A fair question, and a full answer would be too long for a comment (though it would fit in a blog post, which I'll go ahead and write now since this seems to be an issue). But I'll take a whack at the TL;DR version here.

AI, ML, and NLP and web design are application areas, not fundamentals. (You didn't list computer graphics, computer vision, robotics, embedded systems -- all applications, not fundamentals.)

You can cover all the set theory and graph theory you need in a day. Most people get this in high school. The stuff you need is just not that complicated. You can safely skip category theory.

What you do need is some amount of time spent on the idea that computer programs are mathematical objects which can be reasoned about mathematically. This is the part that the vast majority of people are missing nowadays, and it can be a little tricky to wrap your brain around at first.
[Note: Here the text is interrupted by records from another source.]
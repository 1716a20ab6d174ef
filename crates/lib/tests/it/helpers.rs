//! Shared fixtures for the integration tests.
//!
//! The cookies below were produced by an oauth2_proxy configured with
//! `ThisIsASecret` and the default cookie name.

use std::sync::Arc;

use base64ct::{Base64Url, Encoding};
use chrono::{DateTime, TimeDelta, Utc};
use hmac::{Hmac, Mac};
use oauth2_proxy_cookie::{FixedClock, MacAlgorithm, Validator};
use sha1::Sha1;
use sha2::Sha256;

pub const SECRET: &[u8] = b"ThisIsASecret";
pub const COOKIE_NAME: &str = "_oauth2_proxy";

/// 2017-01-01T06:00:00Z
pub const COOKIE_DATE: i64 = 1483250400;

pub const VALID_COOKIE: &str =
    "Zm9vQGJhcg==|1483250400|WW3isJGM26B1RCA2fxVnI0c88nzEdPmt5Yjs8I7Y6DE=";
pub const INVALID_COOKIE: &str = "AAAA|1483250400|WW3isJGM26B1RCA2fxVnI0c88nzEdPmt5Yjs8I7Y6DE=";
pub const EXPIRED_COOKIE: &str =
    "Zm9vQGJhcg==|1483254000|1d7LggzEsqWNe3KWNb7Tv3VIZhcc3WMKJ6YgPQ13Das=";
pub const SHA1_COOKIE: &str = "Zm9vQGJhcg==|1483250400|7_TbBXD14iv4kEh5wPWzTdTe0Oo=";

pub fn cookie_date() -> DateTime<Utc> {
    DateTime::from_timestamp(COOKIE_DATE, 0).unwrap()
}

/// Validator with a one hour expiration and a clock frozen at [`COOKIE_DATE`].
pub fn frozen_validator() -> (Validator, Arc<FixedClock>) {
    frozen_validator_with(MacAlgorithm::Sha256, TimeDelta::hours(1))
}

pub fn frozen_validator_with(
    algorithm: MacAlgorithm,
    expiration: TimeDelta,
) -> (Validator, Arc<FixedClock>) {
    let clock = Arc::new(FixedClock::from_secs(COOKIE_DATE));
    let validator = Validator::builder(SECRET, COOKIE_NAME)
        .expiration(expiration)
        .algorithm(algorithm)
        .clock(clock.clone())
        .build()
        .expect("Failed to build validator");
    (validator, clock)
}

/// Build a cookie the way oauth2_proxy does.
pub fn sign_cookie(secret: &[u8], cookie_name: &str, identity: &[u8], timestamp: i64) -> String {
    let value = Base64Url::encode_string(identity);
    let timestamp = timestamp.to_string();
    let mut mac = Hmac::<Sha256>::new_from_slice(secret).unwrap();
    mac.update(cookie_name.as_bytes());
    mac.update(value.as_bytes());
    mac.update(timestamp.as_bytes());
    let signature = Base64Url::encode_string(&mac.finalize().into_bytes());
    format!("{value}|{timestamp}|{signature}")
}

/// Same as [`sign_cookie`] with the legacy SHA-1 MAC.
pub fn sign_cookie_sha1(
    secret: &[u8],
    cookie_name: &str,
    identity: &[u8],
    timestamp: i64,
) -> String {
    let value = Base64Url::encode_string(identity);
    let timestamp = timestamp.to_string();
    let mut mac = Hmac::<Sha1>::new_from_slice(secret).unwrap();
    mac.update(cookie_name.as_bytes());
    mac.update(value.as_bytes());
    mac.update(timestamp.as_bytes());
    let signature = Base64Url::encode_string(&mac.finalize().into_bytes());
    format!("{value}|{timestamp}|{signature}")
}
You need to understand what a fixed point is and why it matters.

You need automata theory, but again, the basics are really not that complicated. You need to know about Turing-completeness, and that in addition to Turing machines there are PDAs and FSAs. You need to know that TMs can do things that PDAs can't (like parse context-sensitive grammars), and that PDAs can to things that FSAs can't (like parse context-free grammars) and that FSAs can parse regular expressions, and that's all they can do.

You need some programming language theory. You need to know what a binding is, and that there are two types of bindings that matter: lexical and dynamic. You need to know what an environment is (a mapping between names and bindings) and how environments are chained. You need to know how evaluation and compilation are related, and the role that environments play in both processes. You need to know the difference between static and dynamic typing. You need to know how to compile a high-level language down to an RTL.
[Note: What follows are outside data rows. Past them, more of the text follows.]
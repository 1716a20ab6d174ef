//! Validator settings loaded from the environment.
//!
//! oauth2_proxy deployments usually hand the shared secret to downstream
//! services through the environment. [`ValidatorSettings`] reads:
//!
//! | Key                              | Default          |
//! |----------------------------------|------------------|
//! | `OAUTH2_PROXY_COOKIE_SECRET`     | required         |
//! | `OAUTH2_PROXY_COOKIE_NAME`       | `_oauth2_proxy`  |
//! | `OAUTH2_PROXY_COOKIE_EXPIRATION` | `7d`             |
//! | `OAUTH2_PROXY_COOKIE_ALGORITHM`  | `sha256`         |
//!
//! Empty values count as unset.

pub mod errors;

use std::fmt;
use std::sync::Arc;

use chrono::TimeDelta;
use zeroize::Zeroizing;

pub use errors::SettingsError;

use crate::Result;
use crate::clock::Clock;
use crate::constants::{
    DEFAULT_COOKIE_NAME, DEFAULT_EXPIRATION_SECS, ENV_ALGORITHM, ENV_COOKIE_NAME, ENV_EXPIRATION,
    ENV_SECRET,
};
use crate::cookie::{MacAlgorithm, Validator, ValidatorBuilder};

/// Everything needed to build a [`Validator`].
pub struct ValidatorSettings {
    /// Secret shared with the proxy, used verbatim as the HMAC key.
    pub secret: Zeroizing<Vec<u8>>,
    /// Name of the cookie the proxy sets.
    pub cookie_name: String,
    /// How long after issuance a cookie stays valid.
    pub expiration: TimeDelta,
    /// Hash used for the cookie HMAC.
    pub algorithm: MacAlgorithm,
}

impl ValidatorSettings {
    /// Settings with the given secret and defaults for everything else.
    pub fn new(secret: impl Into<Vec<u8>>) -> Self {
        Self {
            secret: Zeroizing::new(secret.into()),
            cookie_name: DEFAULT_COOKIE_NAME.to_string(),
            expiration: TimeDelta::seconds(DEFAULT_EXPIRATION_SECS),
            algorithm: MacAlgorithm::default(),
        }
    }

    /// Read settings from the process environment.
    pub fn from_env() -> std::result::Result<Self, SettingsError> {
        Self::from_lookup(|key| std::env::var(key).ok())
    }

    /// Read settings through an arbitrary key lookup.
    ///
    /// # Example
    ///
    /// ```
    /// use std::collections::HashMap;
    /// use oauth2_proxy_cookie::ValidatorSettings;
    ///
    /// let env = HashMap::from([("OAUTH2_PROXY_COOKIE_SECRET", "s3cret")]);
    /// let settings = ValidatorSettings::from_lookup(|key| env.get(key).map(|v| v.to_string())).unwrap();
    /// assert_eq!(settings.cookie_name, "_oauth2_proxy");
    /// ```
    pub fn from_lookup<F>(lookup: F) -> std::result::Result<Self, SettingsError>
    where
        F: Fn(&str) -> Option<String>,
    {
        let get = |key: &str| lookup(key).filter(|value| !value.is_empty());

        let secret = get(ENV_SECRET).ok_or(SettingsError::MissingSecret { key: ENV_SECRET })?;
        let mut settings = Self::new(secret.into_bytes());

        if let Some(cookie_name) = get(ENV_COOKIE_NAME) {
            settings.cookie_name = cookie_name;
        }
        if let Some(expiration) = get(ENV_EXPIRATION) {
            settings.expiration = parse_expiration(&expiration)?;
        }
        if let Some(algorithm) = get(ENV_ALGORITHM) {
            settings.algorithm = parse_algorithm(&algorithm)?;
        }

        Ok(settings)
    }

    /// Build a validator using the system clock.
    pub fn into_validator(self) -> Result<Validator> {
        Ok(self.into_builder().build()?)
    }

    /// Build a validator reading time from `clock`.
    pub fn into_validator_with_clock(self, clock: Arc<dyn Clock>) -> Result<Validator> {
        Ok(self.into_builder().clock(clock).build()?)
    }

    fn into_builder(mut self) -> ValidatorBuilder {
        // Move the key out instead of copying it
        let secret = std::mem::take(&mut *self.secret);
        Validator::builder(secret, self.cookie_name)
            .expiration(self.expiration)
            .algorithm(self.algorithm)
    }
}

impl fmt::Debug for ValidatorSettings {
    fn fmt(&self, f: &mut fmt::Formatter<'_>) -> fmt::Result {
        f.debug_struct("ValidatorSettings")
            .field("secret", &"[REDACTED]")
            .field("cookie_name", &self.cookie_name)
            .field("expiration", &self.expiration)
            .field("algorithm", &self.algorithm)
            .finish()
    }
}

/// Parse an expiration such as `3600`, `90s`, `30m`, `12h` or `7d`.
///
/// A bare number is seconds. Negative values are rejected.
pub fn parse_expiration(value: &str) -> std::result::Result<TimeDelta, SettingsError> {
    let invalid = |reason| SettingsError::InvalidExpiration {
        value: value.to_string(),
        reason,
    };

    let trimmed = value.trim();
    let (digits, unit_secs) = match trimmed.char_indices().last() {
        Some((idx, 's')) => (&trimmed[..idx], 1),
        Some((idx, 'm')) => (&trimmed[..idx], 60),
        Some((idx, 'h')) => (&trimmed[..idx], 60 * 60),
        Some((idx, 'd')) => (&trimmed[..idx], 24 * 60 * 60),
        Some(_) => (trimmed, 1),
        None => return Err(invalid("empty value")),
    };

    if digits.is_empty() || !digits.bytes().all(|b| b.is_ascii_digit()) {
        return Err(invalid("expected a non-negative whole number with optional s/m/h/d unit"));
    }
    let amount: i64 = digits.parse().map_err(|_| invalid("number is too large"))?;

    amount
        .checked_mul(unit_secs)
        .and_then(TimeDelta::try_seconds)
        .ok_or_else(|| invalid("duration is too large"))
}

fn parse_algorithm(value: &str) -> std::result::Result<MacAlgorithm, SettingsError> {
    value.parse().map_err(|_| SettingsError::InvalidAlgorithm {
        value: value.to_string(),
    })
}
For operating systems, you need to know what a process is, what a thread is, some of the ways in which parallel processes lead to problems, and some of the mechanisms for dealing with those problems, including the fact that some of those mechanisms require hardware support (e.g. atomic test-and-set instructions).

You need a few basic data structures. Mainly what you need is to understand that what data structures are really all about is making associative maps that are more efficient for certain operations under certain circumstances.

You need a little bit of database knowledge. Again, what you really need to know is that what databases are really all about is dealing with the architectural differences between RAM and non-volatile storage, and that a lot of these are going away now that these architectural differences are starting to disappear.

That's really about it.




> You need automata theory... Turing-completeness... PDAs and FSAs...

Why? I know that stuff inside and out, and across multiple jobs I have used none of it ever. What chance to use this favourite bit of my education did I miss? (Or rather, might I have missed, so that you might speak to the general case)

> You need to know how to compile a high-level language down to an RTL.

Why? Same comment as above.

> You need to understand what a fixed point is and why it matters.

Well, I don't, and I don't. I request a pointer to suitable study material, noting that googling this mostly points me to a mathematical definition which I suspect is related to, but distinct from, the definition you had in mind.

Otherwise... as I read down this thread I was all ready to disagree with you, but it turns out I'd jumped to a false conclusion, based on the SICP context of this thread. Literacy, what a pain in the butt.

In particular, the idea that ((the notion of an environment) is a fundamental/foundational concept) is a new idea to me, and immediately compelling. I did not learn this in my academic training, learned it since, and have found it be very fruitful. Likewise with lexical vs dynamic binding, actually.


>> You need automata theory... Turing-completeness... PDAs and FSAs...

> Why?

So you can write parsers. To give a real-world example, so you can know immediately why trying to parse HTML with a regular expression can't possibly work.

>> You need to know how to compile a high-level language down to an RTL.

>Why?

So that when your compiler screws up you can look at its output, figure out what it did wrong, and fix it.

>> You need to understand what a fixed point is and why it matters.

> Well, I don't, and I don't. I request a pointer to suitable study material

http://ocw.mit.edu/courses/electrical-engineering-and-comput...

Particularly lectures 2A and 7A.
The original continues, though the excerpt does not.